Sin una transformación de la representación política (hoy en día difícil incluso de imaginar), este circo occidental seguirá pudriéndose, hasta llegar a alguna forma de guerra civil.
Andrea Zhok, Arianna Editrice
Dado que los acontecimientos de Belfast han vuelto a situar en el centro del debate temas que ya se han analizado a fondo en todos sus aspectos, intentemos hacer un resumen para aclarar un poco las ideas.
1) El fenómeno migratorio en Occidente es, en su totalidad, un fenómeno con raíces económicas, dependiente de la lógica del capital. Se favorecen los desplazamientos de mano de obra que busca ocupar los puestos de trabajo disponibles en el mercado mundial. Al capital le interesa obtener una mano de obra que esté lo más dispuesta posible a trabajar por poco dinero y que sea fácilmente chantajeable. No es una cuestión de «inmigración irregular». Los irregulares también forman parte del juego, porque son un poco más chantajeables, pero el juego en su conjunto es aceptado, deseado y teorizado.
2) La presión que ejercen los modos de vida cultivados en Occidente (desde los costes de criar a los hijos, pasando por las responsabilidades legales, hasta las dificultades pedagógicas para los hijos que crecen en entornos desocializados, etc.) crea constantemente las condiciones para una reducción de la fecundidad. (Esto ocurre también con las segundas generaciones de migrantes, tan pronto como se aclimatan).
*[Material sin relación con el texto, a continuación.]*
//! Action handlers: the things a step's `action` block can actually do to
//! the target or to the local environment.

pub mod authenticate;
pub mod check_target_availability;
pub mod ensure_resource_exists;
pub mod execute_local_commands;
pub mod generate_data;
pub mod http_request;
pub mod manual_action;
pub mod wait;

use crate::context::{auth::AuthError, ContextError};
use crate::errors::ErrorCode;
use serde_json::Value;
use thiserror::Error;

#[derive(Debug, Error)]
pub enum ActionError {
    #[error(transparent)]
    Context(#[from] ContextError),
    #[error("http request failed: {0}")]
    Http(#[from] reqwest::Error),
    #[error("authentication error: {0}")]
    Auth(#[from] AuthError),
    #[error("missing required parameter '{0}'")]
    MissingParam(&'static str),
    #[error("invalid parameter '{0}': {1}")]
    InvalidParam(&'static str, String),
    #[error("io error: {0}")]
    Io(#[from] std::io::Error),
    #[error("local command failed: {0}")]
    Command(String),
    #[error("manual action cancelled")]
    ManualCancelled,
    #[error("manual action timed out after {0:?}")]
    ManualTimedOut(std::time::Duration),
    #[error("target unavailable: {0}")]
    TargetUnavailable(String),
    #[error("authentication failed: {0}")]
    AuthenticationFailed(String),
}

impl ActionError {
    pub fn code(&self) -> ErrorCode {
        match self {
            Self::Context(e) => e.code(),
            Self::Http(_) => ErrorCode::HTTP_ERROR,
            Self::Auth(e) => match e {
                AuthError::NoUserContext => ErrorCode::NO_USER_CONTEXT,
                AuthError::NoCredentialResolvers => ErrorCode::NO_CREDENTIAL_RESOLVERS,
                AuthError::CredentialNotFound(_) => ErrorCode::CREDENTIAL_NOT_FOUND,
            },
            Self::MissingParam(_) | Self::InvalidParam(_, _) => ErrorCode::INVALID_ACTION,
            Self::Io(_) => ErrorCode::FILE_ERROR,
            Self::Command(_) => ErrorCode::FILE_ERROR,
            Self::ManualCancelled => ErrorCode::MANUAL_CANCELLED,
            Self::ManualTimedOut(_) => ErrorCode::MANUAL_TIMED_OUT,
            Self::TargetUnavailable(_) => ErrorCode::RESOURCE_UNAVAILABLE,
            Self::AuthenticationFailed(_) => ErrorCode::AUTHENTICATION_FAILED,
        }
    }
}

/// Reads a required string field out of an action/check's flattened params.
pub(crate) fn required_str<'a>(
    params: &'a Value,
    field: &'static str,
) -> Result<&'a str, ActionError> {
    params
        .get(field)
        .and_then(Value::as_str)
        .ok_or(ActionError::MissingParam(field))
}

pub(crate) fn optional_str<'a>(params: &'a Value, field: &'static str) -> Option<&'a str> {
    params.get(field).and_then(Value::as_str)
}

pub(crate) fn optional_u64(params: &Value, field: &'static str) -> Option<u64> {
    params.get(field).and_then(Value::as_u64)
}
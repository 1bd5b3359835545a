//! The `manual_action` action: surfaces a description to the operator and
//! waits for a line of input, for steps that need a human in the loop (e.g.
//! "click the link in the email you just triggered and paste the token").
//! Only `y`/`yes` (case-insensitive) confirms; anything else cancels.

use super::{optional_str, required_str, ActionError};
use crate::context::Context;
use crate::registries::ActionHandler;
use crate::util::parse_duration_ms;
use async_trait::async_trait;
use serde_json::{json, Value};
use tokio::io::{AsyncBufReadExt, BufReader};

pub struct ManualAction;

#[async_trait]
impl ActionHandler for ManualAction {
    fn action_type(&self) -> &'static str {
        "manual_action"
    }

    async fn execute(&self, ctx: &mut Context, params: &Value) -> Result<Value, ActionError> {
        let description = ctx.substitute(required_str(params, "description")?)?;
        println!("--- manual action required ---\n{description}");
        println!("confirm? [y/N]:");

        let mut reader = BufReader::new(tokio::io::stdin());
        let mut line = String::new();

        let read = reader.read_line(&mut line);
        let timeout_ms = match optional_str(params, "timeout") {
            Some(timeout) => Some(
                parse_duration_ms(&ctx.substitute(timeout)?)
                    .ok_or_else(|| ActionError::InvalidParam("timeout", format!("'{timeout}' is not a duration")))?,
            ),
            None => None,
        };
        let response = match timeout_ms {
            Some(timeout_ms) => tokio::time::timeout(std::time::Duration::from_millis(timeout_ms), read)
                .await
                .map_err(|_| ActionError::ManualTimedOut(std::time::Duration::from_millis(timeout_ms)))?,
            None => read.await,
        };
        response?;

        let trimmed = line.trim().to_string();
        let confirmed = trimmed.eq_ignore_ascii_case("y") || trimmed.eq_ignore_ascii_case("yes");
        if !confirmed {
            return Err(ActionError::ManualCancelled);
        }

        Ok(json!({"input": trimmed, "confirmed": true}))
    }
}

#[cfg(test)]
mod tests {
    use super::*;

    #[test]
    fn only_y_or_yes_confirm() {
        for input in ["y", "Y", "yes", "YES"] {
            assert!(input.eq_ignore_ascii_case("y") || input.eq_ignore_ascii_case("yes"));
        }
        for input in ["n", "no", "cancel", ""] {
            assert!(!(input.eq_ignore_ascii_case("y") || input.eq_ignore_ascii_case("yes")));
        }
    }
}
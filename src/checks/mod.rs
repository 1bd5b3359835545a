//! Check handlers: the things a step's `check` block can verify against the
//! context or the target, without mutating either (besides the retry loop
//! that drives polling checks, which lives in the orchestrator).

pub mod expected_error;
pub mod http_checks;
pub mod json_checks;
pub mod resource_checks;
pub mod variable_checks;

use crate::context::ContextError;
use crate::errors::ErrorCode;
use serde_json::Value;
use thiserror::Error;

#[derive(Debug, Error)]
pub enum CheckError {
    /// The check ran but the assertion did not hold — this is a normal,
    /// expected outcome the orchestrator's retry loop acts on.
    #[error("{0}")]
    Failed(String),
    #[error(transparent)]
    Context(#[from] ContextError),
    #[error("http request failed: {0}")]
    Http(#[from] reqwest::Error),
    #[error("missing required parameter '{0}'")]
    MissingParam(&'static str),
    #[error("invalid parameter '{0}': {1}")]
    InvalidParam(&'static str, String),
}

impl CheckError {
    pub fn code(&self) -> ErrorCode {
        match self {
            Self::Failed(_) => ErrorCode::CHECK_FAILED,
            Self::Context(e) => e.code(),
            Self::Http(_) => ErrorCode::HTTP_ERROR,
            Self::MissingParam(_) | Self::InvalidParam(_, _) => ErrorCode::INVALID_CHECK,
        }
    }

    /// True for outcomes the orchestrator's check-retry loop should keep
    /// polling on; false for hard failures (bad params, network errors)
    /// that should fail the step outright.
    pub fn is_retryable(&self) -> bool {
        matches!(self, Self::Failed(_))
    }
}

pub(crate) fn required_str<'a>(params: &'a Value, field: &'static str) -> Result<&'a str, CheckError> {
    params
        .get(field)
        .and_then(Value::as_str)
        .ok_or(CheckError::MissingParam(field))
}

pub(crate) fn optional_str<'a>(params: &'a Value, field: &'static str) -> Option<&'a str> {
    params.get(field).and_then(Value::as_str)
}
La falta de mano de obra interna de los países occidentales se compensa importándola de partes del mundo donde los «costes de producción de niños» son bajos, porque no existe un sistema de protección pública, servicios sanitarios, sistemas escolares, etc. Occidente es una tumba atareada que absorbe a jóvenes «producidos» en otros lugares para transformarlos en concentraciones de capital.